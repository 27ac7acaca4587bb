//! Name value object.

use super::errors::ValidationError;
use serde::{Deserialize, Deserializer, Serialize, Serializer};
use std::fmt;

/// A type-safe wrapper for contact names.
///
/// This ensures that names are validated at construction time and cannot
/// be empty. The name is the unique key of a contact in the address book
/// and is immutable after creation.
///
/// # Example
///
/// ```
/// use contact_book::domain::Name;
///
/// let name = Name::new("John").unwrap();
/// assert_eq!(name.as_str(), "John");
/// ```
#[derive(Debug, Clone, PartialEq, Eq, Hash)]
pub struct Name(String);

impl Name {
    /// Create a new Name, validating that it's not empty.
    ///
    /// # Errors
    ///
    /// Returns `ValidationError::EmptyName` if the provided name is empty.
    pub fn new(name: impl Into<String>) -> Result<Self, ValidationError> {
        let name = name.into();
        if name.is_empty() {
            return Err(ValidationError::EmptyName);
        }
        Ok(Self(name))
    }

    /// Get the name as a string slice.
    pub fn as_str(&self) -> &str {
        &self.0
    }

    /// Convert into the underlying String.
    pub fn into_inner(self) -> String {
        self.0
    }
}

// Serde support - serialize as string
impl Serialize for Name {
    fn serialize<S>(&self, serializer: S) -> Result<S::Ok, S::Error>
    where
        S: Serializer,
    {
        self.0.serialize(serializer)
    }
}

// Serde support - deserialize from string with validation
impl<'de> Deserialize<'de> for Name {
    fn deserialize<D>(deserializer: D) -> Result<Self, D::Error>
    where
        D: Deserializer<'de>,
    {
        let s = String::deserialize(deserializer)?;
        Name::new(s).map_err(serde::de::Error::custom)
    }
}

// Display support
impl fmt::Display for Name {
    fn fmt(&self, f: &mut fmt::Formatter<'_>) -> fmt::Result {
        write!(f, "{}", self.0)
    }
}
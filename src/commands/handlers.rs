//! Handlers turning parsed commands into book operations and user-facing text.

use super::Command;
use crate::book::AddressBook;
use crate::domain::Name;
use crate::error::{AddressBookError, CommandResult};
use crate::models::Record;
use tracing::debug;

/// Execute `command` against `book`, returning the message to print.
///
/// Every failure surfaces as a `CommandError`; nothing here terminates
/// the process, so the interactive loop stays usable after any single
/// command fails.
pub fn execute(book: &mut AddressBook, command: Command) -> CommandResult<String> {
    debug!(?command, "dispatching");
    match command {
        Command::Hello => Ok("How can I help you?".to_string()),
        Command::Add { name, phone } => add_contact(book, &name, &phone),
        Command::Change {
            name,
            old_phone,
            new_phone,
        } => change_contact(book, &name, &old_phone, &new_phone),
        Command::Phone { name } => show_phone(book, &name),
        Command::RemovePhone { name, phone } => remove_phone(book, &name, &phone),
        Command::All => Ok(show_all(book)),
        Command::AddBirthday { name, birthday } => add_birthday(book, &name, &birthday),
        Command::ShowBirthday { name } => show_birthday(book, &name),
        Command::Birthdays => birthdays(book),
        Command::Exit => Ok("Good bye!".to_string()),
    }
}

/// Create-or-update: a fresh record is inserted when the name is new,
/// otherwise the phone is appended to the existing record.
fn add_contact(book: &mut AddressBook, name: &str, phone: &str) -> CommandResult<String> {
    match book.find_mut(name) {
        Some(record) => {
            record.add_phone(phone)?;
            Ok("Contact updated.".to_string())
        }
        None => {
            let mut record = Record::new(Name::new(name)?);
            record.add_phone(phone)?;
            book.add_record(record);
            Ok("Contact added.".to_string())
        }
    }
}

fn change_contact(
    book: &mut AddressBook,
    name: &str,
    old_phone: &str,
    new_phone: &str,
) -> CommandResult<String> {
    let record = find_record_mut(book, name)?;
    record.edit_phone(old_phone, new_phone)?;
    Ok(format!("Phone number for contact {} changed", name))
}

fn show_phone(book: &AddressBook, name: &str) -> CommandResult<String> {
    let record = find_record(book, name)?;
    if record.phones().is_empty() {
        return Ok(format!("No phones for contact {}", name));
    }
    let phones = record
        .phones()
        .iter()
        .map(|phone| phone.as_str())
        .collect::<Vec<_>>()
        .join("; ");
    Ok(phones)
}

fn remove_phone(book: &mut AddressBook, name: &str, phone: &str) -> CommandResult<String> {
    let record = find_record_mut(book, name)?;
    record.remove_phone(phone)?;
    Ok(format!(
        "Phone number {} for contact {} removed",
        phone, name
    ))
}

fn show_all(book: &AddressBook) -> String {
    if book.is_empty() {
        return "You have no contacts yet.".to_string();
    }
    book.iter()
        .map(|record| record.to_string())
        .collect::<Vec<_>>()
        .join("\n")
}

fn add_birthday(book: &mut AddressBook, name: &str, birthday: &str) -> CommandResult<String> {
    let record = find_record_mut(book, name)?;
    record.add_birthday(birthday)?;
    Ok(format!("Birthday for contact {} changed", name))
}

fn show_birthday(book: &AddressBook, name: &str) -> CommandResult<String> {
    let record = find_record(book, name)?;
    match record.birthday() {
        Some(birthday) => Ok(format!("Birthday for contact {}: {}", name, birthday)),
        None => Ok(format!("Birthday for contact {} not provided", name)),
    }
}

fn birthdays(book: &AddressBook) -> CommandResult<String> {
    if book.is_empty() {
        return Ok("You have no contacts yet.".to_string());
    }
    let upcoming = book.upcoming_birthdays();
    if upcoming.is_empty() {
        return Ok("No birthdays next week.".to_string());
    }
    Ok(serde_json::to_string(&upcoming)?)
}

fn find_record<'a>(book: &'a AddressBook, name: &str) -> CommandResult<&'a Record> {
    book.find(name)
        .ok_or_else(|| AddressBookError::RecordNotFound(name.to_string()).into())
}

fn find_record_mut<'a>(book: &'a mut AddressBook, name: &str) -> CommandResult<&'a mut Record> {
    book.find_mut(name)
        .ok_or_else(|| AddressBookError::RecordNotFound(name.to_string()).into())
}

How to complete this task: Copy out the records above without altering anything.

Result of the task:
repository 27ac7acaca4587bb
//! Name value object.

use super::errors::ValidationError;
use serde::{Deserialize, Deserializer, Serialize, Serializer};
use std::fmt;

/// A type-safe wrapper for contact names.
///
/// This ensures that names are validated at construction time and cannot
/// be empty. The name is the unique key of a contact in the address book
/// and is immutable after creation.
///
/// # Example
///
/// ```
/// use contact_book::domain::Name;
///
/// let name = Name::new("John").unwrap();
/// assert_eq!(name.as_str(), "John");
/// ```
#[derive(Debug, Clone, PartialEq, Eq, Hash)]
pub struct Name(String);

impl Name {
    /// Create a new Name, validating that it's not empty.
    ///
    /// # Errors
    ///
    /// Returns `ValidationError::EmptyName` if the provided name is empty.
    pub fn new(name: impl Into<String>) -> Result<Self, ValidationError> {
        let name = name.into();
        if name.is_empty() {
            return Err(ValidationError::EmptyName);
        }
        Ok(Self(name))
    }

    /// Get the name as a string slice.
    pub fn as_str(&self) -> &str {
        &self.0
    }

    /// Convert into the underlying String.
    pub fn into_inner(self) -> String {
        self.0
    }
}

// Serde support - serialize as string
impl Serialize for Name {
    fn serialize<S>(&self, serializer: S) -> Result<S::Ok, S::Error>
    where
        S: Serializer,
    {
        self.0.serialize(serializer)
    }
}

// Serde support - deserialize from string with validation
impl<'de> Deserialize<'de> for Name {
    fn deserialize<D>(deserializer: D) -> Result<Self, D::Error>
    where
        D: Deserializer<'de>,
    {
        let s = String::deserialize(deserializer)?;
        Name::new(s).map_err(serde::de::Error::custom)
    }
}

// Display support
impl fmt::Display for Name {
    fn fmt(&self, f: &mut fmt::Formatter<'_>) -> fmt::Result {
        write!(f, "{}", self.0)
    }
}
filename src/commands/handlers.rs
//! Handlers turning parsed commands into book operations and user-facing text.

use super::Command;
use crate::book::AddressBook;
use crate::domain::Name;
use crate::error::{AddressBookError, CommandResult};
use crate::models::Record;
use tracing::debug;

/// Execute `command` against `book`, returning the message to print.
///
/// Every failure surfaces as a `CommandError`; nothing here terminates
/// the process, so the interactive loop stays usable after any single
/// command fails.
pub fn execute(book: &mut AddressBook, command: Command) -> CommandResult<String> {
    debug!(?command, "dispatching");
    match command {
        Command::Hello => Ok("How can I help you?".to_string()),
        Command::Add { name, phone } => add_contact(book, &name, &phone),
        Command::Change {
            name,
            old_phone,
            new_phone,
        } => change_contact(book, &name, &old_phone, &new_phone),
        Command::Phone { name } => show_phone(book, &name),
        Command::RemovePhone { name, phone } => remove_phone(book, &name, &phone),
        Command::All => Ok(show_all(book)),
        Command::AddBirthday { name, birthday } => add_birthday(book, &name, &birthday),
        Command::ShowBirthday { name } => show_birthday(book, &name),
        Command::Birthdays => birthdays(book),
        Command::Exit => Ok("Good bye!".to_string()),
    }
}

/// Create-or-update: a fresh record is inserted when the name is new,
/// otherwise the phone is appended to the existing record.
fn add_contact(book: &mut AddressBook, name: &str, phone: &str) -> CommandResult<String> {
    match book.find_mut(name) {
        Some(record) => {
            record.add_phone(phone)?;
            Ok("Contact updated.".to_string())
        }
        None => {
            let mut record = Record::new(Name::new(name)?);
            record.add_phone(phone)?;
            book.add_record(record);
            Ok("Contact added.".to_string())
        }
    }
}

fn change_contact(
    book: &mut AddressBook,
    name: &str,
    old_phone: &str,
    new_phone: &str,
) -> CommandResult<String> {
    let record = find_record_mut(book, name)?;
    record.edit_phone(old_phone, new_phone)?;
    Ok(format!("Phone number for contact {} changed", name))
}

fn show_phone(book: &AddressBook, name: &str) -> CommandResult<String> {
    let record = find_record(book, name)?;
    if record.phones().is_empty() {
        return Ok(format!("No phones for contact {}", name));
    }
    let phones = record
        .phones()
        .iter()
        .map(|phone| phone.as_str())
        .collect::<Vec<_>>()
        .join("; ");
    Ok(phones)
}

fn remove_phone(book: &mut AddressBook, name: &str, phone: &str) -> CommandResult<String> {
    let record = find_record_mut(book, name)?;
    record.remove_phone(phone)?;
    Ok(format!(
        "Phone number {} for contact {} removed",
        phone, name
    ))
}

fn show_all(book: &AddressBook) -> String {
    if book.is_empty() {
        return "You have no contacts yet.".to_string();
    }
    book.iter()
        .map(|record| record.to_string())
        .collect::<Vec<_>>()
        .join("\n")
}

fn add_birthday(book: &mut AddressBook, name: &str, birthday: &str) -> CommandResult<String> {
    let record = find_record_mut(book, name)?;
    record.add_birthday(birthday)?;
    Ok(format!("Birthday for contact {} changed", name))
}

fn show_birthday(book: &AddressBook, name: &str) -> CommandResult<String> {
    let record = find_record(book, name)?;
    match record.birthday() {
        Some(birthday) => Ok(format!("Birthday for contact {}: {}", name, birthday)),
        None => Ok(format!("Birthday for contact {} not provided", name)),
    }
}

fn birthdays(book: &AddressBook) -> CommandResult<String> {
    if book.is_empty() {
        return Ok("You have no contacts yet.".to_string());
    }
    let upcoming = book.upcoming_birthdays();
    if upcoming.is_empty() {
        return Ok("No birthdays next week.".to_string());
    }
    Ok(serde_json::to_string(&upcoming)?)
}

fn find_record<'a>(book: &'a AddressBook, name: &str) -> CommandResult<&'a Record> {
    book.find(name)
        .ok_or_else(|| AddressBookError::RecordNotFound(name.to_string()).into())
}

fn find_record_mut<'a>(book: &'a mut AddressBook, name: &str) -> CommandResult<&'a mut Record> {
    book.find_mut(name)
        .ok_or_else(|| AddressBookError::RecordNotFound(name.to_string()).into())
}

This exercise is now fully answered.